Design Guidelines for Machine Learning-based Cybersecurity in Internet of Things

Abstract

Cybersecurity is one of the building blocks in need of increasing attention in Internet of things (IoT) applications. IoT has become a popular target for attackers seeking sensitive and personal user data, computing infrastructure for massive attacks, or aimed at compromising critical applications. Worryingly, the industrial race toward the forefront of IoT software and device development has led to increased market penetration of vulnerable IoT devices and applications. Nevertheless, traditional cybersecurity solutions designed for personal computers often rely on heavy computation and high communication overhead, and therefore are prohibitive for IoT, given the explosive number of IoT devices, their resource-con-strained nature, and their heterogeneity. Hence, innovative solutions must be designed for securing IoT applications, while considering the peculiar characteristics of IoT devices and networks.
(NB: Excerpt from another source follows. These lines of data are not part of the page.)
use crate::{LookupError, Result};
use lumen_catalog::ReflectanceTriple;
use serde::Serialize;
use std::fmt;

/// Reflectances as entered for a room. Any percentage is accepted; charts only carry steps of 10.
#[derive(Clone, Copy, Debug, PartialEq, Eq, Serialize)]
pub struct RequestedReflectance {
    pub ceiling: u8,
    pub wall: u8,
    pub floor: u8,
}

impl RequestedReflectance {
    pub fn new(ceiling: u8, wall: u8, floor: u8) -> Result<Self> {
        for (surface, percent) in [("ceiling", ceiling), ("wall", wall), ("floor", floor)] {
            if percent > 100 {
                return Err(LookupError::InvalidReflectance { surface, percent });
            }
        }
        Ok(Self {
            ceiling,
            wall,
            floor,
        })
    }

    #[must_use]
    pub fn matches(&self, triple: &ReflectanceTriple) -> bool {
        self.ceiling == triple.ceiling.percent()
            && self.wall == triple.wall.percent()
            && self.floor == triple.floor.percent()
    }
}

impl fmt::Display for RequestedReflectance {
    fn fmt(&self, f: &mut fmt::Formatter<'_>) -> fmt::Result {
        write!(f, "{}/{}/{}", self.ceiling, self.wall, self.floor)
    }
}

/// How the requested RCR was placed on the chart's sample rows.
#[derive(Clone, Copy, Debug, PartialEq, Eq, Serialize)]
#[serde(tag = "kind", rename_all = "snake_case")]
pub enum RcrResolution {
    /// The RCR is a tabulated row.
    Exact { rcr: u32 },
    /// Linear between the two bracketing rows.
    Interpolated { lower: u32, upper: u32 },
    /// Outside the tabulated rows; the CU of the nearest boundary row is used.
    Extrapolated { boundary: u32 },
}

#[derive(Clone, Copy, Debug, PartialEq, Eq, Serialize)]
#[serde(tag = "kind", rename_all = "snake_case")]
pub enum ReflectanceResolution {
    Exact,
    /// The nearest published chart was used; `distance` is the summed percentage difference.
    Approximated { distance: u32 },
}

#[derive(Clone, Copy, Debug, PartialEq, Eq, PartialOrd, Ord, Hash, Serialize)]
#[serde(rename_all = "kebab-case")]
pub enum LookupFlag {
    Exact,
    Interpolated,
    Extrapolated,
    ReflectanceApproximated,
}

impl LookupFlag {
    #[must_use]
    pub const fn as_str(self) -> &'static str {
        match self {
            Self::Exact => "exact",
            Self::Interpolated => "interpolated",
            Self::Extrapolated => "extrapolated",
            Self::ReflectanceApproximated => "reflectance-approximated",
        }
    }
}

impl fmt::Display for LookupFlag {
    fn fmt(&self, f: &mut fmt::Formatter<'_>) -> fmt::Result {
        f.write_str(self.as_str())
    }
}

#[derive(Clone, Debug, PartialEq, Serialize)]
pub struct CuResult {
    pub cu: f64,
    pub rcr: f64,
    pub requested: RequestedReflectance,
    /// Chart actually used; differs from `requested` when approximated.
    pub table: ReflectanceTriple,
    pub rcr_resolution: RcrResolution,
    pub reflectance_resolution: ReflectanceResolution,
    /// The chart's CU rises with RCR somewhere.
    pub non_monotonic_table: bool,
}

impl CuResult {
    /// All annotations that apply: the RCR placement first, then reflectance approximation.
    #[must_use]
    pub fn flags(&self) -> Vec<LookupFlag> {
        let mut flags = vec![match self.rcr_resolution {
            RcrResolution::Exact { .. } => LookupFlag::Exact,
            RcrResolution::Interpolated { .. } => LookupFlag::Interpolated,
            RcrResolution::Extrapolated { .. } => LookupFlag::Extrapolated,
        }];
        if self.is_reflectance_approximated() {
            flags.push(LookupFlag::ReflectanceApproximated);
        }
        flags
    }

    /// The most significant annotation, for callers that show a single badge.
    #[must_use]
    pub fn flag(&self) -> LookupFlag {
        self.flags()
            .into_iter()
            .max()
            .unwrap_or(LookupFlag::Exact)
    }

    #[must_use]
    pub const fn is_extrapolated(&self) -> bool {
        matches!(self.rcr_resolution, RcrResolution::Extrapolated { .. })
    }

    #[must_use]
    pub const fn is_reflectance_approximated(&self) -> bool {
        matches!(
            self.reflectance_resolution,
            ReflectanceResolution::Approximated { .. }
        )
    }
}
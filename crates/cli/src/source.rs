use crate::config::CliConfig;
use anyhow::{Context, Result};
use lumen_catalog::{CatalogSnapshot, CuCatalog};
use std::fmt;
use std::path::PathBuf;
use std::sync::Arc;

pub const DEFAULT_BUNDLED: &str = "troffer-2x4";

#[derive(Clone, Debug, PartialEq, Eq)]
pub enum CatalogSource {
    File(PathBuf),
    Bundled(String),
}

impl CatalogSource {
    /// Flags win over config; the bundled troffer chart is the last resort.
    pub fn select(catalog: Option<PathBuf>, bundled: Option<String>, config: &CliConfig) -> Self {
        if let Some(path) = catalog {
            return Self::File(path);
        }
        if let Some(name) = bundled {
            return Self::Bundled(name);
        }
        if let Some(path) = &config.catalog {
            return Self::File(path.clone());
        }
        Self::Bundled(
            config
                .bundled
                .clone()
                .unwrap_or_else(|| DEFAULT_BUNDLED.to_string()),
        )
    }
}

impl fmt::Display for CatalogSource {
    fn fmt(&self, f: &mut fmt::Formatter<'_>) -> fmt::Result {
        match self {
            Self::File(path) => write!(f, "{}", path.display()),
            Self::Bundled(name) => write!(f, "bundled:{name}"),
        }
    }
}

/// Reads and validates the catalog off the async runtime, then publishes it to `snapshot`.
pub async fn load_catalog(
    source: &CatalogSource,
    snapshot: &CatalogSnapshot,
) -> Result<Arc<CuCatalog>> {
    let catalog = match source {
        CatalogSource::File(path) => {
            let bytes = tokio::fs::read(path)
                .await
                .with_context(|| format!("Failed to read CU catalog {}", path.display()))?;
            tokio::task::spawn_blocking(move || lumen_catalog::load_slice(&bytes))
                .await
                .context("CU catalog loader task failed")?
                .with_context(|| format!("Invalid CU catalog {}", path.display()))?
        }
        CatalogSource::Bundled(name) => lumen_catalog::bundled(name)?,
    };
    log::info!("Using CU catalog {source} ({} tables)", catalog.len());
    Ok(snapshot.publish(catalog))
}
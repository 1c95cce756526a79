use crate::interpolate::interpolate_cu;
use crate::resolve::resolve_table;
use crate::types::{CuResult, RequestedReflectance};
use crate::Result;
use lumen_catalog::CuCatalog;

/// CU for a room with the given reflectances (percent) and room cavity ratio.
///
/// Pure: the catalog is only borrowed and nothing is retained between calls.
pub fn lookup(
    catalog: &CuCatalog,
    ceiling: u8,
    wall: u8,
    floor: u8,
    rcr: f64,
) -> Result<CuResult> {
    lookup_requested(catalog, RequestedReflectance::new(ceiling, wall, floor)?, rcr)
}

pub fn lookup_requested(
    catalog: &CuCatalog,
    requested: RequestedReflectance,
    rcr: f64,
) -> Result<CuResult> {
    let (table, reflectance_resolution) = resolve_table(catalog, requested)?;
    let (cu, rcr_resolution) = interpolate_cu(table.values(), rcr)?;

    let result = CuResult {
        cu,
        rcr,
        requested,
        table: table.reflectance(),
        rcr_resolution,
        reflectance_resolution,
        non_monotonic_table: !table.is_monotonic(),
    };
    if result.is_extrapolated() {
        let (first, last) = table.rcr_range();
        log::warn!(
            "RCR {rcr} is outside the {} chart rows {first}..={last}; CU clamped to {cu}",
            result.table
        );
    }
    Ok(result)
}
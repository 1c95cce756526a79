use crate::loader::load_str;
use crate::types::CuCatalog;
use crate::{CatalogError, Result};

const BUILTIN_TROFFER_2X4: &str = include_str!("../../../data/catalogs/troffer-2x4.json");

/// Names accepted by [`bundled`].
pub const BUNDLED_CATALOGS: &[&str] = &["troffer-2x4"];

/// Loads a catalog shipped inside the binary.
pub fn bundled(name: &str) -> Result<CuCatalog> {
    match name {
        "troffer-2x4" => load_str(BUILTIN_TROFFER_2X4),
        _ => Err(CatalogError::UnknownBundled(name.to_string())),
    }
}
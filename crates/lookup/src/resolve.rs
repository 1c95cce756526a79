use crate::types::{ReflectanceResolution, RequestedReflectance};
use crate::{LookupError, Result};
use lumen_catalog::{CuCatalog, CuTable, ReflectanceTriple};

/// Picks the chart for `requested`: the exact triple when published, otherwise the nearest.
///
/// Nearest means the smallest summed difference over ceiling, wall and floor. Ties go to the
/// chart closest in ceiling, then wall, then floor, and finally to the lower triple.
pub fn resolve_table<'a>(
    catalog: &'a CuCatalog,
    requested: RequestedReflectance,
) -> Result<(&'a CuTable, ReflectanceResolution)> {
    if let Some(triple) = ReflectanceTriple::from_percents(
        i64::from(requested.ceiling),
        i64::from(requested.wall),
        i64::from(requested.floor),
    ) {
        if let Some(table) = catalog.get(&triple) {
            return Ok((table, ReflectanceResolution::Exact));
        }
    }

    let (table, key) = catalog
        .tables()
        .iter()
        .map(|table| (table, NearestKey::new(requested, table.reflectance())))
        .min_by_key(|&(_, key)| key)
        .ok_or(LookupError::NoReflectanceMatch)?;

    log::debug!(
        "No CU chart for {requested}; using {} (distance {})",
        table.reflectance(),
        key.distance
    );
    Ok((
        table,
        ReflectanceResolution::Approximated {
            distance: key.distance,
        },
    ))
}

/// Field order is the comparison order.
#[derive(Clone, Copy, Debug, PartialEq, Eq, PartialOrd, Ord)]
struct NearestKey {
    distance: u32,
    ceiling: u8,
    wall: u8,
    floor: u8,
    triple: ReflectanceTriple,
}

impl NearestKey {
    fn new(requested: RequestedReflectance, triple: ReflectanceTriple) -> Self {
        let ceiling = requested.ceiling.abs_diff(triple.ceiling.percent());
        let wall = requested.wall.abs_diff(triple.wall.percent());
        let floor = requested.floor.abs_diff(triple.floor.percent());
        Self {
            distance: u32::from(ceiling) + u32::from(wall) + u32::from(floor),
            ceiling,
            wall,
            floor,
            triple,
        }
    }
}
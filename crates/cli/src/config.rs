use anyhow::{anyhow, Context, Result};
use serde::Deserialize;
use std::env;
use std::path::{Path, PathBuf};

pub const CONFIG_SCHEMA_VERSION: u32 = 1;
pub const CONFIG_FILE_NAME: &str = "lumen.toml";
pub const CONFIG_ENV: &str = "LUMEN_CONFIG";

#[derive(Clone, Debug, Default, PartialEq, Eq)]
pub struct CliConfig {
    /// Default catalog file, resolved against the config file's directory.
    pub catalog: Option<PathBuf>,
    /// Default bundled catalog when no file is configured.
    pub bundled: Option<String>,
    pub lookup: LookupPolicy,
}

/// Which lookup annotations make the `lookup` command fail.
#[derive(Clone, Copy, Debug, Default, PartialEq, Eq)]
pub struct LookupPolicy {
    pub fail_on_extrapolation: bool,
    pub fail_on_approximation: bool,
}

#[derive(Clone, Debug, Default, Deserialize)]
struct RawConfig {
    #[serde(default)]
    schema_version: Option<u32>,
    catalog: Option<PathBuf>,
    bundled: Option<String>,
    #[serde(default)]
    lookup: Option<RawLookupPolicy>,
}

#[derive(Clone, Copy, Debug, Default, Deserialize)]
struct RawLookupPolicy {
    fail_on_extrapolation: Option<bool>,
    fail_on_approximation: Option<bool>,
}

impl CliConfig {
    /// Explicit path first, then `$LUMEN_CONFIG`, then `lumen.toml` in the working directory.
    pub fn discover(explicit: Option<&Path>) -> Result<Self> {
        if let Some(path) = explicit {
            return Self::from_file(path);
        }
        if let Some(path) = env::var_os(CONFIG_ENV).filter(|v| !v.is_empty()) {
            return Self::from_file(Path::new(&path));
        }
        let local = Path::new(CONFIG_FILE_NAME);
        if local.is_file() {
            return Self::from_file(local);
        }
        Ok(Self::default())
    }

    pub fn from_file(path: &Path) -> Result<Self> {
        let bytes = std::fs::read(path)
            .with_context(|| format!("Failed to read config file {}", path.display()))?;
        let mut config = Self::from_bytes(&bytes)
            .with_context(|| format!("Invalid config file {}", path.display()))?;
        if let Some(catalog) = config.catalog.take() {
            let base = path.parent().unwrap_or_else(|| Path::new(""));
            config.catalog = Some(base.join(catalog));
        }
        log::debug!("Loaded config from {}", path.display());
        Ok(config)
    }

    pub fn from_bytes(bytes: &[u8]) -> Result<Self> {
        let raw = parse_raw(bytes)?;
        Self::from_raw(raw)
    }

    fn from_raw(raw: RawConfig) -> Result<Self> {
        if let Some(schema_version) = raw.schema_version {
            if schema_version != CONFIG_SCHEMA_VERSION {
                return Err(anyhow!(
                    "schema_version {schema_version} is not supported (expected {CONFIG_SCHEMA_VERSION})"
                ));
            }
        }
        if let Some(name) = raw.bundled.as_deref() {
            if !lumen_catalog::BUNDLED_CATALOGS.contains(&name) {
                return Err(anyhow!(
                    "bundled catalog '{name}' is not one of: {}",
                    lumen_catalog::BUNDLED_CATALOGS.join(", ")
                ));
            }
        }

        let lookup = raw.lookup.unwrap_or_default();
        Ok(Self {
            catalog: raw.catalog,
            bundled: raw.bundled,
            lookup: LookupPolicy {
                fail_on_extrapolation: lookup.fail_on_extrapolation.unwrap_or(false),
                fail_on_approximation: lookup.fail_on_approximation.unwrap_or(false),
            },
        })
    }
}

fn parse_raw(bytes: &[u8]) -> Result<RawConfig> {
    let value: serde_json::Value = match serde_json::from_slice(bytes) {
        Ok(value) => value,
        Err(json_err) => {
            let utf8 = std::str::from_utf8(bytes).map_err(|err| anyhow!("{json_err}; {err}"))?;
            let toml_value: toml::Value = toml::from_str(utf8).map_err(|toml_err| {
                anyhow!("Config is not valid JSON or TOML ({json_err}); TOML parse error: {toml_err}")
            })?;
            serde_json::to_value(toml_value)
                .map_err(|err| anyhow!("Failed to convert TOML config to JSON: {err}"))?
        }
    };

    validate_config_value(&value)?;
    serde_json::from_value(value).map_err(|err| anyhow!("Config parse error: {err}"))
}

fn validate_config_value(value: &serde_json::Value) -> Result<()> {
    fn validate_object_keys(
        unknown: &mut Vec<String>,
        obj: &serde_json::Map<String, serde_json::Value>,
        base: &str,
        allowed: &[&str],
    ) {
        for key in obj.keys() {
            if !allowed.iter().any(|a| a == &key.as_str()) {
                if base.is_empty() {
                    unknown.push(key.clone());
                } else {
                    unknown.push(format!("{base}.{key}"));
                }
            }
        }
    }

    let serde_json::Value::Object(root) = value else {
        return Err(anyhow!("Config must be an object"));
    };

    let mut unknown = Vec::new();
    validate_object_keys(
        &mut unknown,
        root,
        "",
        &["schema_version", "catalog", "bundled", "lookup"],
    );
    if let Some(serde_json::Value::Object(lookup)) = root.get("lookup") {
        validate_object_keys(
            &mut unknown,
            lookup,
            "lookup",
            &["fail_on_extrapolation", "fail_on_approximation"],
        );
    }

    if unknown.is_empty() {
        Ok(())
    } else {
        Err(anyhow!("Config has unknown fields: {}", unknown.join(", ")))
    }
}
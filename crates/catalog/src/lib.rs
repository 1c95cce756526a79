//! # Lumen Catalog
//!
//! Coefficient-of-utilization (CU) charts for zonal cavity lighting layouts.
//!
//! ## Features
//!
//! - **Validated loading** of manufacturer CU chart documents
//! - **Exact lookup** of a chart by its (ceiling, wall, floor) reflectance triple
//! - **Versioned storage form** for a chart's sample list
//! - **Snapshot handoff** from a background loader to concurrent readers
//!
//! ## Architecture
//!
//! ```text
//! CU chart document (JSON)
//!     │
//!     ├──> Loader
//!     │      ├─ Reflectances on the 0..90 step 10 scale
//!     │      ├─ RCR strictly ascending, CU within [0, 1]
//!     │      └─ One chart per reflectance triple
//!     │
//!     └──> CuCatalog (immutable, indexed by triple)
//!            └─> CatalogSnapshot (publish once, read anywhere)
//! ```
//!
//! ## Example
//!
//! ```
//! use lumen_catalog::{load_str, ReflectanceTriple};
//!
//! let catalog = load_str(r#"{"tables": [{
//!     "description": null,
//!     "ceilingReflectance": 70, "wallReflectance": 50, "floorReflectance": 20,
//!     "cuValues": [{"rcr": 1, "cu": 0.65}, {"rcr": 2, "cu": 0.55}]
//! }]}"#)?;
//!
//! let triple = ReflectanceTriple::from_percents(70, 50, 20).unwrap();
//! assert_eq!(catalog.get(&triple).unwrap().values().len(), 2);
//! # Ok::<(), lumen_catalog::CatalogError>(())
//! ```

mod bundled;
mod codec;
mod error;
mod loader;
mod snapshot;
mod types;

pub use bundled::{bundled, BUNDLED_CATALOGS};
pub use codec::{decode_cu_values, encode_cu_values, CU_VALUES_CODEC_VERSION};
pub use error::{CatalogError, Result};
pub use loader::{load, load_file, load_slice, load_str, RawCatalog, RawCuTable, RawCuValue};
pub use snapshot::CatalogSnapshot;
pub use types::{CuCatalog, CuTable, CuValue, Reflectance, ReflectanceTriple};
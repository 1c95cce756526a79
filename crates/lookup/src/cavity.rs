use crate::{LookupError, Result};

/// Room cavity ratio of a rectangular room: `5 * h * (L + W) / (L * W)`.
///
/// `cavity_height` is the distance from the luminaire plane to the work plane, in the same unit
/// as `length` and `width`.
pub fn room_cavity_ratio(length: f64, width: f64, cavity_height: f64) -> Result<f64> {
    for (name, value) in [("length", length), ("width", width)] {
        if !value.is_finite() || value <= 0.0 {
            return Err(LookupError::InvalidRoomDimensions(format!(
                "{name} must be a positive number, got {value}"
            )));
        }
    }
    if !cavity_height.is_finite() || cavity_height < 0.0 {
        return Err(LookupError::InvalidRoomDimensions(format!(
            "cavity height must be zero or positive, got {cavity_height}"
        )));
    }

    Ok(5.0 * cavity_height * (length + width) / (length * width))
}
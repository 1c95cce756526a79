use thiserror::Error;

pub type Result<T> = std::result::Result<T, CatalogError>;

#[derive(Error, Debug)]
pub enum CatalogError {
    #[error("Malformed CU table #{table}: {reason}")]
    MalformedTable { table: usize, reason: String },

    #[error("CU catalog parse error: {0}")]
    Parse(#[from] serde_json::Error),

    #[error("IO error: {0}")]
    Io(#[from] std::io::Error),

    #[error("Encoded CU values are invalid: {0}")]
    Codec(String),

    #[error("Unsupported CU values encoding version: expected {expected}, got {found}")]
    UnsupportedCodecVersion { found: u32, expected: u32 },

    #[error("Unknown bundled catalog: {0}")]
    UnknownBundled(String),
}

impl CatalogError {
    pub(crate) fn malformed(table: usize, reason: impl Into<String>) -> Self {
        Self::MalformedTable {
            table,
            reason: reason.into(),
        }
    }
}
In this article, we discuss the motivations and challenges of using machine learning (ML) models for the design of cybersecurity solutions for IoT. More specifically, we tackle the challenge of designing ML-based solutions and provide guidelines for ML-based physical layer solutions aimed at securing IoT. We propose a device-oriented and network-oriented classification and investigate recent works that designed ML-based solutions, considering IoT physical layer features, to secure IoT applications. The proposed classification helps engineers and practitioners starting in this area to better identify and understand the challenges, requirements, and up-to-date common design principles for securing IoT devices and networks considering physical layer features. Finally, we shed light on some future research directions that need further investigation.